*WHAT NEEDS TO BE DONE*
Go through the entries below line by line and count those containing "Result"; the answer is that count alone.
--- START ---
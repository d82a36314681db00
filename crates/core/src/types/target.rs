use serde::{Deserialize, Serialize};
use std::collections::HashMap;
use std::convert::Infallible;
use std::fmt;
use std::str::FromStr;

use crate::error::{Error, Result};

/// Opaque identifier of a build target
#[derive(Debug, Clone, PartialEq, Eq, Hash, PartialOrd, Ord, Serialize, Deserialize)]
#[serde(transparent)]
pub struct TargetId(String);

impl TargetId {
    pub fn new(id: impl Into<String>) -> Self {
        Self(id.into())
    }

    pub fn as_str(&self) -> &str {
        &self.0
    }
}

impl fmt::Display for TargetId {
    fn fmt(&self, f: &mut fmt::Formatter<'_>) -> fmt::Result {
        f.write_str(&self.0)
    }
}

impl From<&str> for TargetId {
    fn from(id: &str) -> Self {
        Self(id.to_string())
    }
}

impl From<String> for TargetId {
    fn from(id: String) -> Self {
        Self(id)
    }
}

impl FromStr for TargetId {
    type Err = Infallible;

    fn from_str(s: &str) -> std::result::Result<Self, Self::Err> {
        Ok(Self(s.to_string()))
    }
}

/// Xcode product type identifier (`com.apple.product-type.*`)
#[derive(Debug, Clone, PartialEq, Eq, Hash, Serialize, Deserialize)]
#[serde(from = "String", into = "String")]
pub enum ProductType {
    Application,
    OnDemandInstallCapableApplication,
    Framework,
    StaticLibrary,
    DynamicLibrary,
    Tool,
    Bundle,
    UnitTestBundle,
    UiTestBundle,
    AppExtension,
    IntentsServiceExtension,
    MessagesExtension,
    TvExtension,
    ExtensionKitExtension,
    WatchApp,
    WatchKitExtension,
    Other(String),
}

const PRODUCT_TYPE_IDENTIFIERS: &[(&str, ProductType)] = &[
    ("com.apple.product-type.application", ProductType::Application),
    (
        "com.apple.product-type.application.on-demand-install-capable",
        ProductType::OnDemandInstallCapableApplication,
    ),
    ("com.apple.product-type.framework", ProductType::Framework),
    ("com.apple.product-type.library.static", ProductType::StaticLibrary),
    ("com.apple.product-type.library.dynamic", ProductType::DynamicLibrary),
    ("com.apple.product-type.tool", ProductType::Tool),
    ("com.apple.product-type.bundle", ProductType::Bundle),
    ("com.apple.product-type.bundle.unit-test", ProductType::UnitTestBundle),
    ("com.apple.product-type.bundle.ui-testing", ProductType::UiTestBundle),
    ("com.apple.product-type.app-extension", ProductType::AppExtension),
    (
        "com.apple.product-type.app-extension.intents-service",
        ProductType::IntentsServiceExtension,
    ),
    (
        "com.apple.product-type.app-extension.messages",
        ProductType::MessagesExtension,
    ),
    ("com.apple.product-type.tv-app-extension", ProductType::TvExtension),
    (
        "com.apple.product-type.extensionkit-extension",
        ProductType::ExtensionKitExtension,
    ),
    ("com.apple.product-type.application.watchapp2", ProductType::WatchApp),
    (
        "com.apple.product-type.watchkit2-extension",
        ProductType::WatchKitExtension,
    ),
];

impl ProductType {
    pub fn identifier(&self) -> &str {
        if let ProductType::Other(identifier) = self {
            return identifier;
        }
        PRODUCT_TYPE_IDENTIFIERS
            .iter()
            .find(|(_, product_type)| product_type == self)
            .map(|(identifier, _)| *identifier)
            .unwrap_or_default()
    }

    /// Whether a launch of this product has to go through an extension host
    pub fn needs_extension_host(&self) -> bool {
        matches!(
            self,
            ProductType::AppExtension
                | ProductType::IntentsServiceExtension
                | ProductType::MessagesExtension
                | ProductType::TvExtension
                | ProductType::ExtensionKitExtension
        )
    }
}

impl From<String> for ProductType {
    fn from(identifier: String) -> Self {
        PRODUCT_TYPE_IDENTIFIERS
            .iter()
            .find(|(known, _)| *known == identifier)
            .map(|(_, product_type)| product_type.clone())
            .unwrap_or(ProductType::Other(identifier))
    }
}

impl From<ProductType> for String {
    fn from(product_type: ProductType) -> Self {
        product_type.identifier().to_string()
    }
}

/// Handle identifying a target inside a scheme action
#[derive(Debug, Clone, PartialEq, Eq, Hash, Serialize, Deserialize)]
#[serde(rename_all = "snake_case")]
pub struct BuildableReference {
    pub blueprint_identifier: String,
    pub buildable_name: String,
    pub blueprint_name: String,
    pub referenced_container: String,
}

/// A node of the build graph, as supplied by the project model
#[derive(Debug, Clone, PartialEq, Eq, Serialize, Deserialize)]
#[serde(rename_all = "snake_case")]
pub struct Target {
    pub id: TargetId,
    #[serde(default)]
    pub label: String,
    pub product_type: ProductType,
    pub buildable_reference: BuildableReference,
}

impl Target {
    pub fn name(&self) -> &str {
        &self.buildable_reference.blueprint_name
    }
}

pub type TargetsById = HashMap<TargetId, Target>;

/// Lookup that reports which role a missing target id was expected to fill
pub trait TargetLookup {
    fn value(&self, id: &TargetId, context: &str) -> Result<&Target>;
}

impl TargetLookup for TargetsById {
    fn value(&self, id: &TargetId, context: &str) -> Result<&Target> {
        self.get(id).ok_or_else(|| Error::unknown_target(context, id))
    }
}

#[cfg(test)]
mod tests {
    use super::*;

    #[test]
    fn test_product_type_round_trips_identifiers() {
        let product_type = ProductType::from("com.apple.product-type.app-extension".to_string());
        assert_eq!(product_type, ProductType::AppExtension);
        assert_eq!(
            String::from(product_type),
            "com.apple.product-type.app-extension"
        );

        let unknown = ProductType::from("com.example.custom".to_string());
        assert_eq!(unknown, ProductType::Other("com.example.custom".to_string()));
        assert_eq!(unknown.identifier(), "com.example.custom");
    }

    #[test]
    fn test_needs_extension_host() {
        assert!(ProductType::AppExtension.needs_extension_host());
        assert!(ProductType::IntentsServiceExtension.needs_extension_host());
        assert!(ProductType::MessagesExtension.needs_extension_host());
        assert!(ProductType::TvExtension.needs_extension_host());
        assert!(ProductType::ExtensionKitExtension.needs_extension_host());
        assert!(!ProductType::Application.needs_extension_host());
        assert!(!ProductType::WatchKitExtension.needs_extension_host());
        assert!(!ProductType::Other("x".to_string()).needs_extension_host());
    }

    #[test]
    fn test_lookup_reports_context() {
        let targets = TargetsById::new();
        let err = targets
            .value(&TargetId::from("//app:App"), "Test target")
            .unwrap_err();
        assert_eq!(err.to_string(), "Test target (//app:App) not found in targets");
    }
}
pub mod args_env;
pub mod scheme_info;
pub mod target;

// Re-export commonly used types
pub use args_env::{CommandLineArgument, EnvironmentVariable, prepend_default_environment};
pub use scheme_info::{
    ActionKind, ExecutionAction, LaunchTarget, Profile, Run, SchemeInfo, Test, TestTarget,
};
pub use target::{BuildableReference, ProductType, Target, TargetId, TargetLookup, TargetsById};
--- END ---
*PROBLEM SOLUTION*
5